_Extracted information_.
▽
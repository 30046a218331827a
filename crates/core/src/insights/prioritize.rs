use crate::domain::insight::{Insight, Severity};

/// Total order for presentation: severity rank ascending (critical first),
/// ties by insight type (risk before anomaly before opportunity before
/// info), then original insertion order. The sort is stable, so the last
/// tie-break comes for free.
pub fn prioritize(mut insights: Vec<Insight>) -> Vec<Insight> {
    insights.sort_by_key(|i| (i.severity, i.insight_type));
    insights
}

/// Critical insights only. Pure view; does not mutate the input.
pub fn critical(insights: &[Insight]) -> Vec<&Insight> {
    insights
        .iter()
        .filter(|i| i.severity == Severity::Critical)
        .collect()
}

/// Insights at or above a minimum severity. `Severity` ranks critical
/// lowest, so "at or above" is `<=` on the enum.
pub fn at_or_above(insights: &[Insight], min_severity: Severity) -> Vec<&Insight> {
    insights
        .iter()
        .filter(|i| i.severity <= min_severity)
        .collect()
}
△
▽
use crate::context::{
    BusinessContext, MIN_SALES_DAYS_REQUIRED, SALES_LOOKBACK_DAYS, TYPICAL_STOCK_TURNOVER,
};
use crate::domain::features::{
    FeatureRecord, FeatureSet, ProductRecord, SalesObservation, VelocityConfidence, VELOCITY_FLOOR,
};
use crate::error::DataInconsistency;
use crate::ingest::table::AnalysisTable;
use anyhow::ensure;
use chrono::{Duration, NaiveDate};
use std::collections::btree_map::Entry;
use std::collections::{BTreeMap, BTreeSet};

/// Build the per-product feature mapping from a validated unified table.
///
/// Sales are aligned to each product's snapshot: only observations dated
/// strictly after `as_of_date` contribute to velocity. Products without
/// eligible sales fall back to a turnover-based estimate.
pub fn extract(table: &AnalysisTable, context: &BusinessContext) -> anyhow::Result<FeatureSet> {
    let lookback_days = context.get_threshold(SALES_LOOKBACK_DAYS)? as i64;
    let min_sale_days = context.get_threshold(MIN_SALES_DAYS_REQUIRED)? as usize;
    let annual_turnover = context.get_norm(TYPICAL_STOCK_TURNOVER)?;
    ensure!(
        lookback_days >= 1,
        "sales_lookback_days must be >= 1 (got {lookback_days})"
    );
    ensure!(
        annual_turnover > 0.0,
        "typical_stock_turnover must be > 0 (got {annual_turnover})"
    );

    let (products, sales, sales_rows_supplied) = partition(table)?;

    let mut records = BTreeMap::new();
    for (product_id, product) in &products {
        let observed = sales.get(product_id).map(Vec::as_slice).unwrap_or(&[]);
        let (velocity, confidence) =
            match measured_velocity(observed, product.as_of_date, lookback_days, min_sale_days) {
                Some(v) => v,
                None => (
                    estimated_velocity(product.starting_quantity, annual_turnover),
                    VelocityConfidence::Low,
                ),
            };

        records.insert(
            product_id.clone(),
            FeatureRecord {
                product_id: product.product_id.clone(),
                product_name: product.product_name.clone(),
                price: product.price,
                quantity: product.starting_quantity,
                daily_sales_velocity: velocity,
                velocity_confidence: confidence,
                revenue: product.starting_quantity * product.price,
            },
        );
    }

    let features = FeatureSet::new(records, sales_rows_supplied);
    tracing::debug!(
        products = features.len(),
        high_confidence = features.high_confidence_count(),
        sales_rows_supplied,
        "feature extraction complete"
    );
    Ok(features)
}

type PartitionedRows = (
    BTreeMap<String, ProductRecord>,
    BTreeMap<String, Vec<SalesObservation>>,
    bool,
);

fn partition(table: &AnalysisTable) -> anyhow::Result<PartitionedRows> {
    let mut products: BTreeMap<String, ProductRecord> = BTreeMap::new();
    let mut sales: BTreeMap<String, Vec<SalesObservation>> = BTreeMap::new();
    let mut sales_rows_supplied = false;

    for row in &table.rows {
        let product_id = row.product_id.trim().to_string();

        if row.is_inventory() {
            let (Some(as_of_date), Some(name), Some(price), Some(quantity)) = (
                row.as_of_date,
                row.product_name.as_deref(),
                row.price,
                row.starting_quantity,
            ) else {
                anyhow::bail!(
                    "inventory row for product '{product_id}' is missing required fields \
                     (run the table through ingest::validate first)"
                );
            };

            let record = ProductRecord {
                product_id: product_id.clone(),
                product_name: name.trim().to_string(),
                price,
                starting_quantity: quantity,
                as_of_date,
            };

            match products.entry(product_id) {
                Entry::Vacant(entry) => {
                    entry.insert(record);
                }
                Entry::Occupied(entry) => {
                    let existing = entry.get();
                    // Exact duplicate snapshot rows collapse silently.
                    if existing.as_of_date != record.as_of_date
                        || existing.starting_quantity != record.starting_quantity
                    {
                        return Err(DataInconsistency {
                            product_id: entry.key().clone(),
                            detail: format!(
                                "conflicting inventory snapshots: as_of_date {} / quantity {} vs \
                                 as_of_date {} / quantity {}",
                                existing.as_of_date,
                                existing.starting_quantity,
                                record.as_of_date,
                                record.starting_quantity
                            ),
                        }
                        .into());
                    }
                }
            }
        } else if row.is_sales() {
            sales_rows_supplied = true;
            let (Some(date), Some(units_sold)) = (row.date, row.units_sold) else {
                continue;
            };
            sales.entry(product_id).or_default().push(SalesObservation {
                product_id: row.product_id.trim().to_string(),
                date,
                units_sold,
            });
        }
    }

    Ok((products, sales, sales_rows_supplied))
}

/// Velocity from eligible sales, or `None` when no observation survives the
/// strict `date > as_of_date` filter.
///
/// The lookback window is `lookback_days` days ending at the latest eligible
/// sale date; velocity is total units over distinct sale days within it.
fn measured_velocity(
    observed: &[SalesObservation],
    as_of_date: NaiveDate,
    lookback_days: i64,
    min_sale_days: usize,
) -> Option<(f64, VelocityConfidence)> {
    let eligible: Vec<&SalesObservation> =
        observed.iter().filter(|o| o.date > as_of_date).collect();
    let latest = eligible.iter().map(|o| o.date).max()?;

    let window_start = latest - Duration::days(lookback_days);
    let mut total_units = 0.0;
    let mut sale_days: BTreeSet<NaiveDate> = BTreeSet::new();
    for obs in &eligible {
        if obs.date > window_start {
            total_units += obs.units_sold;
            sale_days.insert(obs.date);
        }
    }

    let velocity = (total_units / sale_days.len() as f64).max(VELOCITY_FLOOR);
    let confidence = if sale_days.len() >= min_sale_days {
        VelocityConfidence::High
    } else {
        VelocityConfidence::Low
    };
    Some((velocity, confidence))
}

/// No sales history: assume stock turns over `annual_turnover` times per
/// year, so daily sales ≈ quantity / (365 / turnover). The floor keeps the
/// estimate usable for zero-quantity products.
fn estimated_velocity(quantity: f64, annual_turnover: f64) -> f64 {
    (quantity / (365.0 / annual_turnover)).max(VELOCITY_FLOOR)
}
△
▽
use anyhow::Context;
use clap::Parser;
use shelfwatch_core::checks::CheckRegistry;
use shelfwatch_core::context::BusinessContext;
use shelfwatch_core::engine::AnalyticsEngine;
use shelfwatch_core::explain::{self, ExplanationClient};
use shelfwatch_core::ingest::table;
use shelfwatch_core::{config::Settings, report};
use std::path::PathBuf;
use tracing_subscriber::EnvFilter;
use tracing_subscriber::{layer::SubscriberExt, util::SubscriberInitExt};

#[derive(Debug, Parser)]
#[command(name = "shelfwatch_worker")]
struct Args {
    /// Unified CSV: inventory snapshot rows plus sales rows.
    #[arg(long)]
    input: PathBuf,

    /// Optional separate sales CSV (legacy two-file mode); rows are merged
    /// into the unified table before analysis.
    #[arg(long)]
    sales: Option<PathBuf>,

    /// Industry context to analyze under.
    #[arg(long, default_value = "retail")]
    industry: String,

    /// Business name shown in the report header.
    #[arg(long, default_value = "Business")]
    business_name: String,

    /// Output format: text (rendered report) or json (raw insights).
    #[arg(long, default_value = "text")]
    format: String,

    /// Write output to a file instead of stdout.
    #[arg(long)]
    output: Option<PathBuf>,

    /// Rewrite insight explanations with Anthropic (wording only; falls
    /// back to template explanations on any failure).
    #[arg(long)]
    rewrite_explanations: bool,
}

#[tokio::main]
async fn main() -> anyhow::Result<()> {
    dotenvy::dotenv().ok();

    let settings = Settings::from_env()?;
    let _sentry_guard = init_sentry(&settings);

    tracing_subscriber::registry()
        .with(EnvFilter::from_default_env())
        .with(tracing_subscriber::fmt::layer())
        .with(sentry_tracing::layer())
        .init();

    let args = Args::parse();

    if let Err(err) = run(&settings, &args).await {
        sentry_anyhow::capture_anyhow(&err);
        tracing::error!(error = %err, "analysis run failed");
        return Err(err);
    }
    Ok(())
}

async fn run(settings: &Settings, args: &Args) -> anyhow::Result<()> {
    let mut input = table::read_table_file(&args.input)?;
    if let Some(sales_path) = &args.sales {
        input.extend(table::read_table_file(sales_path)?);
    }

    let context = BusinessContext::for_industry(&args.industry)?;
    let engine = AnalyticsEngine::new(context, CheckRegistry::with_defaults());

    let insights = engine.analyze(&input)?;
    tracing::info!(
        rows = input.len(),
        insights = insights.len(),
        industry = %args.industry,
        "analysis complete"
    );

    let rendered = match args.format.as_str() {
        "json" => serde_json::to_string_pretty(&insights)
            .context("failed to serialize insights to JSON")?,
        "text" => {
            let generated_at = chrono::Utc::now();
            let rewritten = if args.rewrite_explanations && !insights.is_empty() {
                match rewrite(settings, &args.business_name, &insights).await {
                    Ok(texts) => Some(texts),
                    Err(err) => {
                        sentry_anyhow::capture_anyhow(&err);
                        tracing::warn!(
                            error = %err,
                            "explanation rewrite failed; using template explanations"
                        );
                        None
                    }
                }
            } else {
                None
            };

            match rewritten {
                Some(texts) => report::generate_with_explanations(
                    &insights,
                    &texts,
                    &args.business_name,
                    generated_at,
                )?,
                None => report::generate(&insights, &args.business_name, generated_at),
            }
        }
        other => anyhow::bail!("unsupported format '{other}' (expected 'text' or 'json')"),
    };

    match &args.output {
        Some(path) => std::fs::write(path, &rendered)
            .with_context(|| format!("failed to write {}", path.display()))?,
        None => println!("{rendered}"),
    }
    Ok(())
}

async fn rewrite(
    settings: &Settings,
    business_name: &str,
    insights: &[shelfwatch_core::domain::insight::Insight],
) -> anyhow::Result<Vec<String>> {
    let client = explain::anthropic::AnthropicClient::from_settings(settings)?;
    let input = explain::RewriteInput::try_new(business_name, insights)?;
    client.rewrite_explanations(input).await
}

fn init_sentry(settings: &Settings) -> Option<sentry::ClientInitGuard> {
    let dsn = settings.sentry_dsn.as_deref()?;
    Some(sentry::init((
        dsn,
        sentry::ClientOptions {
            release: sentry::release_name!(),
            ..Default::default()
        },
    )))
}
△
_Task directions_.
In the preceding material, find each line holding the word "ProductRecord" and copy it out.

_Response_.
    FeatureRecord, FeatureSet, ProductRecord, SalesObservation, VelocityConfidence, VELOCITY_FLOOR,
    BTreeMap<String, ProductRecord>,
    let mut products: BTreeMap<String, ProductRecord> = BTreeMap::new();
            let record = ProductRecord {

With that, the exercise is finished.